I would be glad to ask a few focused questions:
- How do you explain the fact that the vast majority of Bible scholars deny the claim that the Torah was given to Moses about 3,300 years ago, and hold that it was written over the generations by different human beings? Do you not find their arguments persuasive—and if so, why?
- How do you explain the fact that according to most scholars, biblical Hebrew itself was only formed several hundred years after the period in which, according to tradition, the Torah was given?
-
You usually say that there is no contradiction between belief in God and evolution, because one can argue that God brought about the process. However, that claim does not deal with the gap between the creation story, in which it is explicitly stated that the world was created about 5,786 years ago, and the scientific findings.
The claim that this is a parable is not persuasive to me: why would God distort the facts so blatantly, if His intention was that people would still believe the text thousands of years later?
(I am asking this sincerely, not provocatively.)
I would be very grateful if you could help me understand these things, or at least point me in the right direction for thinking about them.

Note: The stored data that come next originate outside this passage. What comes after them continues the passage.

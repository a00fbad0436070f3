//! Shared inputs for one checking pass.

use serde::{Deserialize, Serialize};

use fmtcheck_ast::NodeArena;
use fmtcheck_index::SymbolIndex;

/// Canonical name of the logger interface whose calls are validated.
pub const DEFAULT_LOGGER_INTERFACE: &str = "\\Logger\\Logger";

/// Methods whose first argument is a format string.
pub const DEFAULT_FORMAT_METHODS: &[&str] =
    &["infof", "fatalf", "errorf", "warningf", "noticef", "debugf"];

/// Which calls count as logger format calls.
#[derive(Clone, Debug, PartialEq, Eq, Serialize, Deserialize)]
#[serde(default, rename_all = "camelCase")]
pub struct CheckerOptions {
    /// Compared verbatim with the receiver's resolved type.
    pub logger_interface: String,
    /// Compared verbatim with the called method's name.
    pub format_methods: Vec<String>,
}

impl Default for CheckerOptions {
    fn default() -> Self {
        Self {
            logger_interface: DEFAULT_LOGGER_INTERFACE.to_string(),
            format_methods: DEFAULT_FORMAT_METHODS
                .iter()
                .map(|m| (*m).to_string())
                .collect(),
        }
    }
}

impl CheckerOptions {
    pub fn is_format_method(&self, name: &str) -> bool {
        self.format_methods.iter().any(|m| m == name)
    }
}

/// The file being checked plus everything the resolvers consult.
pub struct CheckerContext<'a> {
    pub arena: &'a NodeArena,
    pub index: &'a dyn SymbolIndex,
    pub file_name: String,
    pub options: CheckerOptions,
}

impl<'a> CheckerContext<'a> {
    pub fn new(
        arena: &'a NodeArena,
        index: &'a dyn SymbolIndex,
        file_name: String,
        options: CheckerOptions,
    ) -> Self {
        Self {
            arena,
            index,
            file_name,
            options,
        }
    }

    pub fn is_index_ready(&self) -> bool {
        self.index.is_ready()
    }
}
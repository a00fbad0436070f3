use colored::Colorize;
use rustc_hash::FxHashMap;

use fmtcheck_checker::INSPECTION_NAME;
use fmtcheck_common::{Diagnostic, DiagnosticCategory, LineMap};

/// Renders diagnostics for humans.
///
/// Sources come from the snapshots themselves; a diagnostic whose file has
/// no registered source is printed as `file(start,length)`.
pub struct Reporter {
    color: bool,
    sources: FxHashMap<String, String>,
    line_maps: FxHashMap<String, LineMap>,
}

impl Reporter {
    pub fn new(color: bool) -> Self {
        Reporter {
            color,
            sources: FxHashMap::default(),
            line_maps: FxHashMap::default(),
        }
    }

    pub fn add_source(&mut self, file: impl Into<String>, source: impl Into<String>) {
        let file = file.into();
        self.line_maps.remove(&file);
        self.sources.insert(file, source.into());
    }

    pub fn render(&mut self, diagnostics: &[Diagnostic]) -> String {
        let mut out = String::new();
        for (index, diagnostic) in diagnostics.iter().enumerate() {
            if index > 0 {
                out.push('\n');
            }
            out.push_str(&self.format_diagnostic(diagnostic));
        }
        out
    }

    pub fn format_diagnostic(&mut self, diagnostic: &Diagnostic) -> String {
        let location = self
            .format_location(&diagnostic.file, diagnostic.start)
            .unwrap_or_else(|| {
                if diagnostic.file.is_empty() {
                    "<unknown>".to_string()
                } else {
                    format!(
                        "{}({},{})",
                        diagnostic.file, diagnostic.start, diagnostic.length
                    )
                }
            });
        let category = self.format_category(diagnostic.category);
        let code = self.format_code(diagnostic.code);

        let mut output = location;
        output.push_str(" - ");
        output.push_str(&category);
        output.push(' ');
        output.push_str(&code);
        output.push_str(": ");
        output.push_str(&diagnostic.message_text);
        output.push_str(&self.format_source_label());

        if let Some(snippet) =
            self.format_snippet(&diagnostic.file, diagnostic.start, diagnostic.length)
        {
            output.push_str(&snippet);
        }

        output
    }

    /// Source line with the anchored span underlined.
    ///
    /// ```text
    ///     3       $logger->errorf("%d of %d failed", $count);
    ///                                     ~~
    /// ```
    fn format_snippet(&mut self, file: &str, start: u32, length: u32) -> Option<String> {
        if length == 0 {
            return None;
        }

        let (line_num, column) = self.position_for(file, start)?;
        let (end_line, end_column) = self.position_for(file, start + length)?;
        let source = self.sources.get(file)?;
        let line_text = source.lines().nth((line_num - 1) as usize)?;

        // spans running past the line are underlined to its end
        let end_column = if end_line == line_num {
            end_column
        } else {
            line_text.chars().count() as u32 + 1
        };

        let mut underline = String::new();
        for (i, ch) in line_text.chars().enumerate() {
            let col = i as u32 + 1;
            let mark = if col < column {
                ' '
            } else if col < end_column {
                '~'
            } else {
                break;
            };
            if ch == '\t' {
                underline.extend(std::iter::repeat_n(mark, 4));
            } else {
                underline.push(mark);
            }
        }
        if !underline.contains('~') {
            underline.push('~');
        }

        let underline_display = if self.color {
            underline.red().to_string()
        } else {
            underline
        };

        Some(format!(
            "\n  {:>3}   {}\n        {}",
            line_num,
            line_text.replace('\t', "    "),
            underline_display
        ))
    }

    fn format_location(&mut self, file: &str, offset: u32) -> Option<String> {
        if file.is_empty() {
            return None;
        }

        let (line, column) = self.position_for(file, offset)?;
        Some(format!("{}:{}:{}", file, line, column))
    }

    /// 1-based line and column of a byte offset.
    fn position_for(&mut self, file: &str, offset: u32) -> Option<(u32, u32)> {
        let source = self.sources.get(file)?;
        let line_map = self
            .line_maps
            .entry(file.to_string())
            .or_insert_with(|| LineMap::build(source));
        let position = line_map.offset_to_position(offset, source);
        Some((position.line + 1, position.character + 1))
    }

    fn format_source_label(&self) -> String {
        let label = format!(" [{INSPECTION_NAME}]");
        if self.color {
            label.dimmed().to_string()
        } else {
            label
        }
    }

    fn format_category(&self, category: DiagnosticCategory) -> String {
        let label = category.label();

        if self.color {
            label.yellow().bold().to_string()
        } else {
            label.to_string()
        }
    }

    fn format_code(&self, code: u32) -> String {
        let label = format!("FMT{}", code);
        if self.color {
            label.bright_blue().to_string()
        } else {
            label
        }
    }
}
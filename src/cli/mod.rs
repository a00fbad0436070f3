//! Native CLI support for the fmtcheck binary.

pub mod args;
pub mod config;
pub mod driver;
pub mod reporter;

#[cfg(test)]
#[path = "tests/config_tests.rs"]
mod config_tests;
#[cfg(test)]
#[path = "tests/driver_tests.rs"]
mod driver_tests;
#[cfg(test)]
#[path = "tests/reporter_tests.rs"]
mod reporter_tests;
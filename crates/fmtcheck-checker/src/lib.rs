//! Logger format-string checker.
//!
//! This crate is organized into several modules:
//! - `context` - `CheckerContext` and `CheckerOptions`
//! - `recursion` - cycle/depth guard shared by the resolvers
//! - `resolution` - `Resolution`, the abstain-aware result type
//! - `signature` - decoder for the host's encoded type signatures
//! - `type_resolver` - expression -> canonical type name
//! - `constant_resolver` - expression -> literal text through constants
//! - `call_checker` - per-call-site validation
//! - `error_reporter` - diagnostic construction
//! - `state` - `CheckerState`, the per-file driver

pub mod call_checker;
pub mod constant_resolver;
pub mod context;
pub mod error_reporter;
pub mod recursion;
pub mod resolution;
pub mod signature;
pub mod state;
pub mod type_resolver;

pub use call_checker::{CallCheck, CallChecker, SkipReason};
pub use constant_resolver::ConstantResolver;
pub use context::{CheckerContext, CheckerOptions};
pub use resolution::Resolution;
pub use signature::TypeSignature;
pub use state::{CheckStats, CheckerState};
pub use type_resolver::{TypeName, TypeResolver};

/// Display name of the inspection, used as the diagnostic source label.
pub const INSPECTION_NAME: &str = "Logger format-string";

pub mod diagnostics {
    pub use fmtcheck_common::diagnostics::{
        Diagnostic, DiagnosticCategory, diagnostic_codes, diagnostic_messages, format_message,
    };
}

I greatly appreciate your work and your integrity, and I hope that this time too you will be able to help me.
Answer
If you read what I wrote in The First Existing Being, I have nothing to add. I stated there at the outset that I am not expert in those arguments, and that is not only because of lack of time but also because I do not have much confidence in their methodology or their conclusions. The field is saturated with speculation and agendas, full of disputes, and it is clear that each person pulls in the direction his heart inclines. But beyond that, I also am not alarmed by the claim that there are later additions to the biblical text and that it was edited in the generations after it was given. What matters to me primarily is the very fact that there was an interaction with the Holy One, blessed be He.
If this still troubles you, it would be worth turning to people who deal with this. There are quite a few. Rabbis Amnon Bazak, Yoel Bin Nun, Yaakov Medan, Elchanan Samet, and religious researchers such as Yehuda Schwartz and others. There is also Meir Ovadia, who is very knowledgeable and has dealt with all these questions (he wrote here and there on this site as well, and there are also talks by him online).